You can define your API key and Secret in an environmental variable then use them in this file like this:

var (
  VONAGE_API_KEY   = os.Getenv( "your_api_key")
  VONAGE_API_SECRET  = os.Getenv("your_secret")
)

Then, we will define some structs that have information about the sender, the receiver, and the message content:

type Todo struct {
	UserID uint64 `json:"user_id"`
	Title  string `json:"title"`
}

type Payload struct {
	From    From    `json:"from"`
	To      To      `json:"to"`
	Message Message `json:"message"`
}

type From struct {
	Type   string `json:"type"`
	Number string `json:"number"`
}

type To struct {
	Type   string `json:"type"`
	Number string `json:"number"`
}

type Content struct {
	Type string `json:"type"`
	Text string `json:"text"`
}

type Message struct {
	Content Content `json:"content"`
}

Then we define the function to send a message to a user. Make sure to add the encoding/json and bytes into your imports at the top of your main.go .

func SendMessage(username, phone string) (*http.Response, error) {
	data := Payload{
		From: From{
			Type:   "sms",
			Number: "Vonage",
		},
		To: To{
			Type:   "sms",
			Number: phone,
		},
		Message: Message{
			Content: Content{
				Type: "text",
				Text: "Dear " + username + ", a todo was created from your account just now.",
			},
		},
	}

	payloadBytes, err := json.Marshal(data)

	if err != nil {
		return nil, err
	}

	body := bytes.NewReader(payloadBytes)

	req, err := http.NewRequest("POST", "https://api.nexmo.com/v0.1/messages", body)

	if err != nil {
		return nil, err
	}

	// Ensure headers
	req.SetBasicAuth(VONAGE_API_KEY, VONAGE_API_SECRET)
	req.Header.Set("Content-Type", "application/json")
	req.Header.Set("Accept", "application/json")

	resp, err := http.DefaultClient.Do(req)

	if err != nil {
		return nil, err
	}

	defer resp.Body.Close()

	return resp, nil
}

In the above function, the To number is the number of the user, while the From number must be purchased via your Vonage API Dashboard.

Ensure that you have your VONAGE_API_KEY and VONAGE_API_SECRET defined in your environment variable file.

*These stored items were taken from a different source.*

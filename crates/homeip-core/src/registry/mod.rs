//! Plugin-based provider registry
//!
//! The registry maps provider identifiers (`"leaseweb"`, `"http"`, ...) to
//! factories, so the daemon can select an adapter by name from configuration
//! instead of branching on it.
//!
//! ## Usage
//!
//! ```rust,ignore
//! use homeip_core::registry::ProviderRegistry;
//! use homeip_core::config::ProviderConfig;
//!
//! let registry = ProviderRegistry::new();
//! homeip_provider_leaseweb::register(&registry);
//!
//! let config = ProviderConfig::Leaseweb { api_token: "...".into(), dry_run: false };
//! let provider = registry.create_provider(&config)?;
//! ```
//!
//! Unknown identifiers are configuration errors, raised when the component
//! is created at startup rather than on first use.

use crate::config::{IpSourceConfig, ProviderConfig};
use crate::error::{Error, Result};
use crate::traits::{DnsProvider, DnsProviderFactory, IpSource, IpSourceFactory};
use std::collections::HashMap;
use std::sync::{PoisonError, RwLock};

/// Registry for plugin-based DNS provider and IP source creation
///
/// ## Thread Safety
///
/// The registry uses interior mutability with RwLock, allowing concurrent
/// reads and exclusive writes.
#[derive(Default)]
pub struct ProviderRegistry {
    /// Registered DNS provider factories
    providers: RwLock<HashMap<String, Box<dyn DnsProviderFactory>>>,

    /// Registered IP source factories
    ip_sources: RwLock<HashMap<String, Box<dyn IpSourceFactory>>>,
}

impl ProviderRegistry {
    /// Create a new empty registry
    pub fn new() -> Self {
        Self::default()
    }

    /// Register a DNS provider factory
    ///
    /// # Parameters
    ///
    /// - `name`: Provider type name (e.g., "leaseweb")
    /// - `factory`: Factory object for creating provider instances
    pub fn register_provider(&self, name: impl Into<String>, factory: Box<dyn DnsProviderFactory>) {
        let mut providers = self
            .providers
            .write()
            .unwrap_or_else(PoisonError::into_inner);
        providers.insert(name.into(), factory);
    }

    /// Register an IP source factory
    ///
    /// # Parameters
    ///
    /// - `name`: IP source type name (e.g., "http")
    /// - `factory`: Factory object for creating IP source instances
    pub fn register_ip_source(&self, name: impl Into<String>, factory: Box<dyn IpSourceFactory>) {
        let mut sources = self
            .ip_sources
            .write()
            .unwrap_or_else(PoisonError::into_inner);
        sources.insert(name.into(), factory);
    }

    /// Create a DNS provider from configuration
    ///
    /// # Returns
    ///
    /// - `Ok(Box<dyn DnsProvider>)`: Created provider instance
    /// - `Err(Error::Config)`: If the provider type is not registered or creation fails
    pub fn create_provider(&self, config: &ProviderConfig) -> Result<Box<dyn DnsProvider>> {
        let provider_type = config.type_name();
        let providers = self
            .providers
            .read()
            .unwrap_or_else(PoisonError::into_inner);

        let factory = providers
            .get(provider_type)
            .ok_or_else(|| Error::config(format!("Unknown provider type: {}", provider_type)))?;

        factory.create(config)
    }

    /// Create an IP source from configuration
    ///
    /// # Returns
    ///
    /// - `Ok(Box<dyn IpSource>)`: Created IP source instance
    /// - `Err(Error::Config)`: If the source type is not registered or creation fails
    pub fn create_ip_source(&self, config: &IpSourceConfig) -> Result<Box<dyn IpSource>> {
        let source_type = config.type_name();
        let sources = self
            .ip_sources
            .read()
            .unwrap_or_else(PoisonError::into_inner);

        let factory = sources
            .get(source_type)
            .ok_or_else(|| Error::config(format!("Unknown IP source type: {}", source_type)))?;

        factory.create(config)
    }

    /// List all registered provider types, sorted
    pub fn list_providers(&self) -> Vec<String> {
        let providers = self
            .providers
            .read()
            .unwrap_or_else(PoisonError::into_inner);
        let mut names: Vec<String> = providers.keys().cloned().collect();
        names.sort();
        names
    }

    /// Check if a provider type is registered
    pub fn has_provider(&self, name: &str) -> bool {
        self.providers
            .read()
            .unwrap_or_else(PoisonError::into_inner)
            .contains_key(name)
    }

    /// Check if an IP source type is registered
    pub fn has_ip_source(&self, name: &str) -> bool {
        self.ip_sources
            .read()
            .unwrap_or_else(PoisonError::into_inner)
            .contains_key(name)
    }
}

We then update the CreateTodo function to include the SendMessage function just defined, passing in the required parameters:

func CreateTodo(c *gin.Context) {
	var td *Todo

	if err := c.ShouldBindJSON(&td); err != nil {
		c.JSON(http.StatusUnprocessableEntity, "invalid json")
		return
	}

	tokenAuth, err := ExtractTokenMetadata(c.Request)

	if err != nil {
		c.JSON(http.StatusUnauthorized, "unauthorized")
		return
	}

	userId, err := FetchAuth(tokenAuth)

	if err != nil {
		c.JSON(http.StatusUnauthorized, "unauthorized")
		return
	}

	td.UserID = userId

	msgResp, err := SendMessage(dummyUser.Username, dummyUser.Phone)
	
	if err != nil {
	   c.JSON(http.StatusForbidden, "error occurred sending message to user")
	   return
	}

	if msgResp.StatusCode > 299 {
	   c.JSON(http.StatusForbidden, "cannot send message to user")
	   return
	}

	// You can proceed to save the Todo to a database
	// but we will just return it to the caller here:
	c.JSON(http.StatusCreated, td)
}

Ensure that a valid phone number is provided so that you can get the message when you attempt to create a todo.

Conclusion

You have seen how you can create and invalidate a JWT. You also saw how you can integrate the Vonage Messages API in your Golang application to send notifications. For more information on best practices and using a JWT, be sure to check out this GitHub repo.

You can extend this application and use a real database to persist users and todos, and you can also use a React or VueJS to build a frontend. That is where you will really appreciate the Refresh Token feature with the help of Axios Interceptors.